*** Opening DATA FOR REVIEW ***

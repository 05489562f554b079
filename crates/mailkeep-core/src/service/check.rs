//! Connection tests for account setup.

use std::fmt;

use mailkeep_imap::ImapClient;
use mailkeep_pop3::Pop3Client;
use mailkeep_smtp::SmtpClient;
use mailkeep_transport::{Connector, ServerConfig};
use tracing::info;

use crate::account::{Account, IncomingServer};
use crate::error::{Error, ErrorKind, Result};

/// Outcome of a connection test, worded for the user.
#[derive(Debug, Clone, PartialEq, Eq)]
pub enum CheckOutcome {
    /// Connected and logged in.
    Ok,
    /// The server did not answer in time.
    Timeout,
    /// The server rejected the email or password.
    AuthenticationFailed,
    /// Any other failure, with details.
    ConnectionFailed(String),
}

impl CheckOutcome {
    /// Classifies an error.
    #[must_use]
    pub fn from_error(error: &Error) -> Self {
        match error.kind() {
            ErrorKind::Timeout => Self::Timeout,
            ErrorKind::AuthenticationFailed => Self::AuthenticationFailed,
            _ => Self::ConnectionFailed(error.to_string()),
        }
    }

    /// Returns true if the test passed.
    #[must_use]
    pub const fn is_ok(&self) -> bool {
        matches!(self, Self::Ok)
    }

    /// Human-readable explanation.
    #[must_use]
    pub fn description(&self) -> String {
        match self {
            Self::Ok => "Connection successful".to_string(),
            Self::Timeout => {
                "Connection timed out. Check the server address and port.".to_string()
            }
            Self::AuthenticationFailed => {
                "Authentication failed. Check your email address and password.".to_string()
            }
            Self::ConnectionFailed(detail) => format!("Could not connect: {detail}"),
        }
    }
}

impl fmt::Display for CheckOutcome {
    fn fmt(&self, f: &mut fmt::Formatter<'_>) -> fmt::Result {
        f.write_str(&self.description())
    }
}

impl<T> From<Result<T>> for CheckOutcome {
    fn from(result: Result<T>) -> Self {
        match result {
            Ok(_) => Self::Ok,
            Err(e) => Self::from_error(&e),
        }
    }
}

/// Connects to the account's incoming server and logs in.
///
/// The password is passed in so an account can be tested before its
/// credentials are stored.
pub async fn check_incoming<C: Connector + Clone>(
    connector: &C,
    account: &Account,
    password: &str,
) -> CheckOutcome {
    let outcome = match account.incoming() {
        Ok(IncomingServer::Imap(config)) => {
            check_imap(config, connector.clone(), &account.email, password).await
        }
        Ok(IncomingServer::Pop3(config)) => {
            check_pop3(config, connector.clone(), &account.email, password).await
        }
        Err(e) => Err(e),
    };
    let outcome = CheckOutcome::from(outcome);
    info!(account = %account.email, %outcome, "Incoming server checked");
    outcome
}

/// Connects to the account's SMTP server, greets it and logs in.
pub async fn check_outgoing<C: Connector + Clone>(
    connector: &C,
    account: &Account,
    password: &str,
) -> CheckOutcome {
    let mut client = SmtpClient::with_connector(account.outgoing(), connector.clone());
    let result = async {
        client.connect().await?;
        client.handshake(account.domain()).await?;
        client.login(&account.email, password).await
    }
    .await;
    client.disconnect().await;

    let outcome = CheckOutcome::from(result.map_err(Error::from));
    info!(account = %account.email, %outcome, "Outgoing server checked");
    outcome
}

async fn check_imap<C: Connector>(
    config: ServerConfig,
    connector: C,
    username: &str,
    password: &str,
) -> Result<()> {
    let mut client = ImapClient::with_connector(config, connector);
    let result = match client.connect().await {
        Ok(()) => client.login(username, password).await,
        Err(e) => Err(e),
    };
    client.disconnect().await;
    Ok(result?)
}

async fn check_pop3<C: Connector>(
    config: ServerConfig,
    connector: C,
    username: &str,
    password: &str,
) -> Result<()> {
    let mut client = Pop3Client::with_connector(config, connector);
    let result = match client.connect().await {
        Ok(()) => client.login(username, password).await,
        Err(e) => Err(e),
    };
    client.disconnect().await;
    Ok(result?)
}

*** Closing DATA FOR REVIEW ***

**BRIEF**
Between the first line of the entries above and the line with "email or password.", both included, copy every line exactly and nothing outside that range.

**TASK ANSWER**
repository 05489562f554b079
filename crates/mailkeep-core/src/service/check.rs
//! Connection tests for account setup.

use std::fmt;

use mailkeep_imap::ImapClient;
use mailkeep_pop3::Pop3Client;
use mailkeep_smtp::SmtpClient;
use mailkeep_transport::{Connector, ServerConfig};
use tracing::info;

use crate::account::{Account, IncomingServer};
use crate::error::{Error, ErrorKind, Result};

/// Outcome of a connection test, worded for the user.
#[derive(Debug, Clone, PartialEq, Eq)]
pub enum CheckOutcome {
    /// Connected and logged in.
    Ok,
    /// The server did not answer in time.
    Timeout,
    /// The server rejected the email or password.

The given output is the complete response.